Penny managed a smile, and Gussy laughed and put her hand on Precarious’ shoulder and said,

“That’s a different thing, honey.”

“No chickens?”

“No.”

“Can you still wager?”

“Hell, yeah. I won a hundred bucks there one night.”

When they looked up, Officer Romeo Rodriguez was floating there in the posture universally acknowledged to mean “I can’t believe you fucking idiots are fucking around.” It is a posture common to high school music teachers. Arms out, and hands splayed, and forehead beetled down into the eye sockets.

“You wanna be serious?”

WHY NOT JUST CALL THE AUTHORITIES?

In between Precarious and Gussy was a matte-black object made of metal with no seams. It was the size and shape of a mailbox on its side, and there was a glass outbubbling five inches in diameter on what could be considered its face.

“Cops go in, save Tommy, and what? What does that get us? Besides,” Romeo said, “the Boones own half the neighborhood.”

“It’s politics, Wally,” Precarious said.

DO NOT CALL ME THAT. I DO NOT UNDERSTAND HOW THIS IS A POLITICAL MATTER.

“When you’re rich enough, everything’s political,” Gussy said.

“This Boone girl…what’s her name?”

“Melisandre,” Romeo said.

“Melisandre. Her family owns half the town and controls half the Town Fathers.”
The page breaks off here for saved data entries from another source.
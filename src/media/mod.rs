//! MediaResolver: import, copy/link, resolve and thumbnail project media.
//!
//! Two reference modes, selected per import by [`MediaPolicy`]:
//! - copy: bytes land in `<package>/media/` under a collision-free name
//! - link: the file stays put; a bookmark plus the absolute path are stored
//!
//! Resolution of a reference follows a fixed fallback chain, see
//! [`MediaResolver::resolve_media_reference`]. Thumbnails are rendered on the
//! background queue and never block or fail an import.

pub mod bookmark;
pub mod probe;
pub mod thumbnail;
#[cfg(feature = "ffmpeg")]
pub mod video;

use std::fs;
use std::path::{Path, PathBuf};
use std::sync::Arc;

use log::{debug, info, trace, warn};
use uuid::Uuid;

use crate::core::cancel::CancelToken;
use crate::core::workers::BackgroundQueue;
use crate::entities::{
    MediaPolicy, MediaReference, MediaType, SharedSession, read_session, write_session,
};
use crate::error::{ProjectError, Result};
use crate::store::package::{MEDIA_DIR, THUMBNAILS_DIR, unique_file_name};

use bookmark::{BookmarkProvider, PathBookmarks};
use probe::{MetadataProbe, StandardProbe};
use thumbnail::Thumbnailer;

#[cfg(feature = "ffmpeg")]
pub use video::{extract_video_frame, ffmpeg_init};

/// Outcome of a batch import. Per-file failures never abort the batch.
#[derive(Debug, Default)]
pub struct ImportReport {
    pub imported: Vec<MediaReference>,
    pub failed: Vec<ProjectError>,
    /// Batch stopped early on cancellation
    pub cancelled: bool,
}

#[derive(Debug, Default)]
pub struct CollectReport {
    pub collected: Vec<Uuid>,
    pub failed: Vec<ProjectError>,
}

#[derive(Debug, Default, Clone, PartialEq, Eq)]
pub struct LinkReport {
    pub ok: usize,
    pub missing: Vec<Uuid>,
}

pub struct MediaResolver {
    bookmarks: Arc<dyn BookmarkProvider>,
    probe: Arc<dyn MetadataProbe>,
    thumbnailer: Arc<Thumbnailer>,
    background: Arc<BackgroundQueue>,
    treat_unknown_as_video: bool,
}

impl MediaResolver {
    pub fn new(background: Arc<BackgroundQueue>) -> Self {
        Self {
            bookmarks: Arc::new(PathBookmarks),
            probe: Arc::new(StandardProbe),
            thumbnailer: Arc::new(Thumbnailer::default()),
            background,
            treat_unknown_as_video: false,
        }
    }

    pub fn with_bookmarks(mut self, bookmarks: Arc<dyn BookmarkProvider>) -> Self {
        self.bookmarks = bookmarks;
        self
    }

    pub fn with_probe(mut self, probe: Arc<dyn MetadataProbe>) -> Self {
        self.probe = probe;
        self
    }

    /// Classify unrecognized extensions as video instead of failing them.
    pub fn with_unknown_as_video(mut self, enabled: bool) -> Self {
        self.treat_unknown_as_video = enabled;
        self
    }

    fn classify(&self, path: &Path) -> Result<MediaType> {
        match MediaType::classify(path) {
            Some(media_type) => Ok(media_type),
            None if self.treat_unknown_as_video => {
                debug!("Unknown extension, treating {} as video", path.display());
                Ok(MediaType::Video)
            }
            None => Err(ProjectError::UnknownMediaType(path.to_path_buf())),
        }
    }

    // === Import ===

    /// Import `sources` into the session's package, one file at a time.
    ///
    /// `on_progress` receives `completed / total` after every file, failed
    /// ones included. Successful references are appended to the session at
    /// the end of the batch.
    pub fn import_media<F>(
        &self,
        sources: &[PathBuf],
        session: &SharedSession,
        policy: MediaPolicy,
        cancel: &CancelToken,
        mut on_progress: F,
    ) -> Result<ImportReport>
    where
        F: FnMut(f64),
    {
        let root = read_session(session)
            .package_path()
            .ok_or(ProjectError::NoProjectUrl)?
            .to_path_buf();
        fs::create_dir_all(root.join(MEDIA_DIR))?;

        let total = sources.len();
        let mut report = ImportReport::default();

        for (index, source) in sources.iter().enumerate() {
            if cancel.is_cancelled() {
                info!("Import cancelled after {} of {} file(s)", index, total);
                report.cancelled = true;
                break;
            }

            match self.import_one(source, &root, policy) {
                Ok(reference) => {
                    trace!("Imported {} as {}", source.display(), reference.id);
                    self.schedule_thumbnail(&reference, &root);
                    report.imported.push(reference);
                }
                Err(e) => {
                    warn!("Skipping {}: {}", source.display(), e);
                    report.failed.push(e);
                }
            }
            on_progress((index + 1) as f64 / total as f64);
        }

        if !report.imported.is_empty() {
            let mut s = write_session(session);
            for reference in &report.imported {
                s.add_media_reference(reference.clone());
            }
        }

        info!(
            "Imported {} of {} file(s) ({} policy, {} failed)",
            report.imported.len(),
            total,
            policy,
            report.failed.len()
        );
        Ok(report)
    }

    fn import_one(&self, source: &Path, root: &Path, policy: MediaPolicy) -> Result<MediaReference> {
        if !source.is_file() {
            return Err(ProjectError::import_failed(source, "not a readable file"));
        }
        let media_type = self.classify(source)?;

        let (mut reference, location, copied) = match policy {
            MediaPolicy::Copy => {
                let (relative, destination) = copy_into_package(source, root)?;
                let reference = MediaReference::copied(source, relative, media_type);
                (reference, destination, true)
            }
            MediaPolicy::Link => {
                let absolute = fs::canonicalize(source).unwrap_or_else(|_| source.to_path_buf());
                let bookmark = self.issue_bookmark(&absolute);
                let reference = MediaReference::linked(&absolute, bookmark, media_type);
                (reference, absolute, false)
            }
        };

        let metadata = match self.probe.probe(&location, media_type) {
            Ok(metadata) => metadata,
            Err(e) => {
                if copied {
                    let _ = fs::remove_file(&location);
                }
                return Err(ProjectError::import_failed(source, format!("{:#}", e)));
            }
        };
        reference.file_size = metadata.file_size;
        reference.last_modified = metadata.modified;
        reference.duration = metadata.duration;
        reference.original_path = source.to_path_buf();
        reference.thumbnail_path = Some(thumbnail_relative_path(reference.id));
        Ok(reference)
    }

    fn issue_bookmark(&self, path: &Path) -> Option<String> {
        match self.bookmarks.issue(path) {
            Ok(token) => Some(token),
            Err(e) => {
                warn!("No bookmark for {} ({}), keeping absolute path only", path.display(), e);
                None
            }
        }
    }

    fn schedule_thumbnail(&self, reference: &MediaReference, root: &Path) {
        let Some(source) = self.resolve_media_reference(reference, root) else {
            return;
        };
        let Some(relative) = &reference.thumbnail_path else {
            return;
        };
        let target = root.join(relative);
        let (media_type, id) = (reference.media_type, reference.id);
        let thumbnailer = Arc::clone(&self.thumbnailer);
        self.background.submit(format!("thumbnail {}", reference.file_name), move || {
            thumbnailer.render(&source, media_type, id, &target)
        });
    }

    // === Resolution ===

    /// Locate the bytes behind `reference`:
    /// 1. linked: the bookmark, if it resolves fresh to an existing file
    /// 2. linked: the stored absolute path, if it exists
    /// 3. copied: `relative_path` under `package_root`, if it exists
    ///
    /// `None` means currently unresolved, not an error.
    pub fn resolve_media_reference(
        &self,
        reference: &MediaReference,
        package_root: &Path,
    ) -> Option<PathBuf> {
        if reference.is_linked {
            if let Some(token) = &reference.bookmark {
                match self.bookmarks.resolve(token) {
                    Ok(resolved) if !resolved.is_stale && resolved.path.is_file() => {
                        return Some(resolved.path);
                    }
                    Ok(_) => trace!("Bookmark for {} is stale", reference.file_name),
                    Err(e) => trace!("Bookmark for {} failed: {}", reference.file_name, e),
                }
            }
            return reference.absolute_path.clone().filter(|p| p.is_file());
        }

        reference
            .relative_path
            .as_ref()
            .map(|relative| package_root.join(relative))
            .filter(|p| p.is_file())
    }

    /// Point `reference` at `new_path`: fresh bookmark, absolute path and
    /// metadata. The returned reference is linked; the caller stores it.
    pub fn relink_media(&self, reference: &MediaReference, new_path: &Path) -> Result<MediaReference> {
        let absolute = fs::canonicalize(new_path)
            .map_err(|e| ProjectError::import_failed(new_path, e))?;
        let metadata = self
            .probe
            .probe(&absolute, reference.media_type)
            .map_err(|e| ProjectError::import_failed(new_path, format!("{:#}", e)))?;

        let mut relinked = reference.clone();
        relinked.bookmark = self.issue_bookmark(&absolute);
        relinked.is_linked = true;
        relinked.relative_path = None;
        if let Some(name) = absolute.file_name() {
            relinked.file_name = name.to_string_lossy().into_owned();
        }
        relinked.absolute_path = Some(absolute);
        relinked.file_size = metadata.file_size;
        relinked.last_modified = metadata.modified;
        relinked.duration = metadata.duration;

        info!("Relinked {} to {}", reference.id, new_path.display());
        Ok(relinked)
    }

    // === Collect / verify / remove ===

    /// Copy every linked reference into the package and turn it into a
    /// copied one, then switch the project to the copy policy.
    pub fn collect_all_media(&self, session: &SharedSession) -> Result<CollectReport> {
        let (root, linked) = {
            let s = read_session(session);
            let root = s.package_path().ok_or(ProjectError::NoProjectUrl)?.to_path_buf();
            let linked: Vec<MediaReference> = s.media().iter().filter(|r| r.is_linked).cloned().collect();
            (root, linked)
        };
        fs::create_dir_all(root.join(MEDIA_DIR))?;

        let mut report = CollectReport::default();
        for reference in &linked {
            let Some(source) = self.resolve_media_reference(reference, &root) else {
                warn!("Cannot collect {}: source unresolved", reference.file_name);
                report.failed.push(ProjectError::import_failed(
                    &reference.original_path,
                    "linked file could not be resolved",
                ));
                continue;
            };

            match copy_into_package(&source, &root) {
                Ok((relative, _)) => {
                    let updated = write_session(session)
                        .update_media_reference(reference.id, |r| r.convert_to_copy(relative));
                    if updated {
                        report.collected.push(reference.id);
                    } else {
                        debug!("Reference {} removed while collecting", reference.id);
                    }
                }
                Err(e) => {
                    warn!("Cannot collect {}: {}", reference.file_name, e);
                    report.failed.push(e);
                }
            }
        }

        write_session(session).set_media_policy(MediaPolicy::Copy);
        info!(
            "Collected {} linked file(s) into {} ({} failed)",
            report.collected.len(),
            root.display(),
            report.failed.len()
        );
        Ok(report)
    }

    /// Resolve every linked reference and report the ones that are gone.
    pub fn verify_links(&self, session: &SharedSession) -> LinkReport {
        let (root, linked) = {
            let s = read_session(session);
            let root = s.package_path().map(Path::to_path_buf).unwrap_or_default();
            let linked: Vec<MediaReference> = s.media().iter().filter(|r| r.is_linked).cloned().collect();
            (root, linked)
        };

        let mut report = LinkReport::default();
        for reference in &linked {
            if self.resolve_media_reference(reference, &root).is_some() {
                report.ok += 1;
            } else {
                warn!(
                    "Linked media missing: {} ({})",
                    reference.file_name,
                    reference.original_path.display()
                );
                report.missing.push(reference.id);
            }
        }
        debug!("Link check: {} ok, {} missing", report.ok, report.missing.len());
        report
    }

    /// Drop a reference from the session. With `delete_files`, the copied
    /// bytes and the thumbnail go too; linked files are never touched.
    pub fn remove_media(
        &self,
        session: &SharedSession,
        id: Uuid,
        delete_files: bool,
    ) -> Result<Option<MediaReference>> {
        let (root, removed) = {
            let mut s = write_session(session);
            let root = s.package_path().map(Path::to_path_buf);
            (root, s.remove_media_reference(id))
        };
        let Some(removed) = removed else {
            return Ok(None);
        };

        if delete_files {
            let root = root.ok_or(ProjectError::NoProjectUrl)?;
            let owned = [
                removed.relative_path.as_ref().filter(|_| !removed.is_linked),
                removed.thumbnail_path.as_ref(),
            ];
            for relative in owned.into_iter().flatten() {
                let path = root.join(relative);
                if let Err(e) = fs::remove_file(&path) {
                    if e.kind() != std::io::ErrorKind::NotFound {
                        warn!("Could not delete {}: {}", path.display(), e);
                    }
                }
            }
        }
        info!("Removed media {} ({})", removed.file_name, id);
        Ok(Some(removed))
    }
}

fn thumbnail_relative_path(id: Uuid) -> PathBuf {
    Path::new(THUMBNAILS_DIR).join(format!("{}.png", id))
}

/// Copy `source` into `<root>/media/` without overwriting anything.
/// Returns the package-relative and absolute destination.
fn copy_into_package(source: &Path, root: &Path) -> Result<(PathBuf, PathBuf)> {
    let file_name = source
        .file_name()
        .map(|n| n.to_string_lossy().into_owned())
        .ok_or_else(|| ProjectError::import_failed(source, "no file name"))?;
    let media_dir = root.join(MEDIA_DIR);
    let name = unique_file_name(&media_dir, &file_name);
    let destination = media_dir.join(&name);

    fs::copy(source, &destination).map_err(|e| {
        let _ = fs::remove_file(&destination);
        ProjectError::import_failed(source, e)
    })?;
    trace!("Copied {} -> {}", source.display(), destination.display());
    Ok((Path::new(MEDIA_DIR).join(name), destination))
}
THERE ARE FIVE. THAT IS IMPOSSIBLE.

Gussy pointed at Precarious accusingly and said,

“This is the shit I have to put up with all the time. You didn’t tell me what a pain in the ass he is.”
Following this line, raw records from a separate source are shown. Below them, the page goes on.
#[cfg(test)]
mod tests {
    use super::*;
    use crate::store::PackageFile;
    use serde_json::json;
    use std::fs;
    use tempfile::TempDir;

    fn coordinator(tmp: &TempDir) -> ProjectCoordinator {
        let paths = PathConfig {
            config_dir: Some(tmp.path().join("cfg")),
        };
        let settings = Settings {
            background_workers: 1,
            ..Settings::default()
        };
        ProjectCoordinator::from_settings(&settings, &paths)
    }

    #[test]
    fn test_create_installs_session_and_arms_auto_save() {
        let tmp = TempDir::new().unwrap();
        let mut c = coordinator(&tmp);
        assert!(!c.has_open_project());

        let session = c
            .create_new_project("Live", ProjectTemplate::TalkShow, MediaPolicy::Copy, tmp.path())
            .unwrap();
        assert!(c.has_open_project());
        assert!(c.is_auto_save_armed());
        assert!(Arc::ptr_eq(c.current_session().unwrap(), &session));
        assert!(!c.is_dirty());
        assert!(c.last_saved_at().is_some());
    }

    #[test]
    fn test_close_saves_dirty_session_and_unlocks() {
        let tmp = TempDir::new().unwrap();
        let mut c = coordinator(&tmp);
        let session = c
            .create_new_project("Close", ProjectTemplate::Blank, MediaPolicy::Copy, tmp.path())
            .unwrap();
        let path = read_session(&session).package_path().unwrap().to_path_buf();
        write_session(&session).set_mixer(json!({ "audioBuses": [], "masterBusId": "bus-9" }));

        c.close_current_project();
        assert!(!c.has_open_project());
        assert!(!c.is_auto_save_armed());
        assert!(!c.store().is_locked(&path));

        let mixer: serde_json::Value =
            serde_json::from_slice(&fs::read(PackageFile::Mixer.path_in(&path)).unwrap()).unwrap();
        assert_eq!(mixer["masterBusId"], "bus-9");
    }

    #[test]
    fn test_close_swallows_save_failure() {
        let tmp = TempDir::new().unwrap();
        let mut c = coordinator(&tmp);
        let session = c
            .create_new_project("Doomed", ProjectTemplate::Blank, MediaPolicy::Copy, tmp.path())
            .unwrap();
        let path = read_session(&session).package_path().unwrap().to_path_buf();
        write_session(&session).set_title("Changed");
        assert!(c.store().background().wait_idle(Duration::from_secs(5)));
        fs::remove_dir_all(&path).unwrap();

        c.close_current_project();
        assert!(!c.has_open_project());
    }

    #[test]
    fn test_save_without_project_fails() {
        let tmp = TempDir::new().unwrap();
        let c = coordinator(&tmp);
        assert!(matches!(c.save_current_project(), Err(ProjectError::NoProjectUrl)));
        assert!(matches!(
            c.import_media(&[], &CancelToken::new(), |_| {}),
            Err(ProjectError::NoProjectUrl)
        ));
    }

    #[test]
    fn test_open_replaces_current_project() {
        let tmp = TempDir::new().unwrap();
        let mut c = coordinator(&tmp);
        let first = c
            .create_new_project("First", ProjectTemplate::Blank, MediaPolicy::Copy, tmp.path())
            .unwrap();
        let first_path = read_session(&first).package_path().unwrap().to_path_buf();
        c.create_new_project("Second", ProjectTemplate::Blank, MediaPolicy::Copy, tmp.path())
            .unwrap();
        assert!(!c.store().is_locked(&first_path));

        let reopened = c.open_project(&first_path).unwrap();
        assert_eq!(read_session(&reopened).manifest().title, "First");
        assert!(c.store().is_locked(&first_path));
        assert!(c.is_auto_save_armed());
    }

    #[test]
    fn test_failed_open_keeps_current_project() {
        let tmp = TempDir::new().unwrap();
        let mut c = coordinator(&tmp);
        let keep = c
            .create_new_project("Keep", ProjectTemplate::Blank, MediaPolicy::Copy, tmp.path())
            .unwrap();
        let keep_path = read_session(&keep).package_path().unwrap().to_path_buf();
        write_session(&keep).set_title("Keep edited");

        let err = c.open_project(&tmp.path().join("Missing.vvproj")).unwrap_err();
        assert!(matches!(err, ProjectError::InvalidPackageStructure(_)));
        assert!(c.has_open_project());
        assert!(Arc::ptr_eq(c.current_session().unwrap(), &keep));
        assert!(c.is_auto_save_armed());
        assert!(c.is_dirty());
        assert!(c.store().is_locked(&keep_path));

        assert!(c
            .create_new_project("Keep", ProjectTemplate::Blank, MediaPolicy::Copy, tmp.path())
            .is_err());
        assert!(Arc::ptr_eq(c.current_session().unwrap(), &keep));
        assert!(c.is_auto_save_armed());
    }

    #[test]
    fn test_reopen_current_project_keeps_lock_and_edits() {
        let tmp = TempDir::new().unwrap();
        let mut c = coordinator(&tmp);
        let first = c
            .create_new_project("Again", ProjectTemplate::Blank, MediaPolicy::Copy, tmp.path())
            .unwrap();
        let path = read_session(&first).package_path().unwrap().to_path_buf();
        write_session(&first).set_title("Again edited");

        let reopened = c.open_project(&path).unwrap();
        assert!(!Arc::ptr_eq(&first, &reopened));
        assert_eq!(read_session(&reopened).manifest().title, "Again edited");
        assert!(c.store().is_locked(&path));
        assert!(c.is_auto_save_armed());
    }

    #[test]
    fn test_duplicate_registers_new_title_in_recent_list() {
        let tmp = TempDir::new().unwrap();
        let mut c = coordinator(&tmp);
        c.create_new_project("Orig", ProjectTemplate::Blank, MediaPolicy::Copy, tmp.path())
            .unwrap();
        c.duplicate_current_project("Dup", None).unwrap();
        assert!(c.store().background().wait_idle(Duration::from_secs(5)));

        let recent = RecentProjects::new(tmp.path().join("cfg").join(RECENT_FILE), 10).load();
        let titled = |path: &Path| {
            let path = fs::canonicalize(path).unwrap();
            recent.iter().find(|e| e.path == path).map(|e| e.title.clone())
        };
        assert_eq!(titled(&tmp.path().join("Dup.vvproj")).as_deref(), Some("Dup"));
        assert_eq!(titled(&tmp.path().join("Orig.vvproj")).as_deref(), Some("Orig"));
        assert_eq!(recent[0].title, "Dup");
    }

    #[test]
    fn test_duplicate_saves_source_and_switches() {
        let tmp = TempDir::new().unwrap();
        let mut c = coordinator(&tmp);
        let source = c
            .create_new_project("Base", ProjectTemplate::Gaming, MediaPolicy::Copy, tmp.path())
            .unwrap();
        let source_path = read_session(&source).package_path().unwrap().to_path_buf();
        write_session(&source).set_effects(json!({ "chains": [{ "id": "fx-1" }] }));

        let copy = c.duplicate_current_project("Base Copy", None).unwrap();
        let s = read_session(&copy);
        assert_eq!(s.manifest().title, "Base Copy");
        assert_eq!(s.effects()["chains"][0]["id"], "fx-1");
        assert_eq!(s.package_path(), Some(tmp.path().join("Base Copy.vvproj").as_path()));
        drop(s);

        assert!(!read_session(&source).is_dirty());
        assert!(!c.store().is_locked(&source_path));
        assert!(Arc::ptr_eq(c.current_session().unwrap(), &copy));
    }

    #[test]
    fn test_import_uses_project_policy_and_forwards_progress() {
        let tmp = TempDir::new().unwrap();
        let mut c = coordinator(&tmp);
        c.create_new_project("Media", ProjectTemplate::Blank, MediaPolicy::Link, tmp.path())
            .unwrap();
        let still = tmp.path().join("still.png");
        fs::write(&still, b"png").unwrap();

        let mut progress = Vec::new();
        let report = c
            .import_media(&[still.clone()], &CancelToken::new(), |p| progress.push(p))
            .unwrap();
        assert_eq!(progress, vec![1.0]);
        assert!(report.imported[0].is_linked);
        assert!(c.is_dirty());

        let id = report.imported[0].id;
        let moved = tmp.path().join("moved.png");
        fs::rename(&still, &moved).unwrap();
        let relinked = c.relink_media(id, &moved).unwrap();
        let s = read_session(c.current_session().unwrap());
        assert_eq!(s.media_reference(id), Some(&relinked));
        drop(s);

        let report = c.collect_all_media().unwrap();
        assert_eq!(report.collected, vec![id]);
        let s = read_session(c.current_session().unwrap());
        assert_eq!(s.manifest().media_policy, MediaPolicy::Copy);
        assert!(!s.media_reference(id).unwrap().is_linked);
    }
}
“Would you have let me install him in your theater if you knew?”

“No!”

“There you go.”

Penny coughed into her hand, and then she stubbed out her cigarette on the cement under the bench and said,

“Police will arrest Melissa–”

“Melisandre,” Romeo corrected her.

“–whatever her name is, and then all hell will break loose and Tommy will be even more pissed.”

“You know anything about Julius Caesar, sweetheart?”

“Don’t call me sweetheart. You’re a big talker for someone taped to a chair.”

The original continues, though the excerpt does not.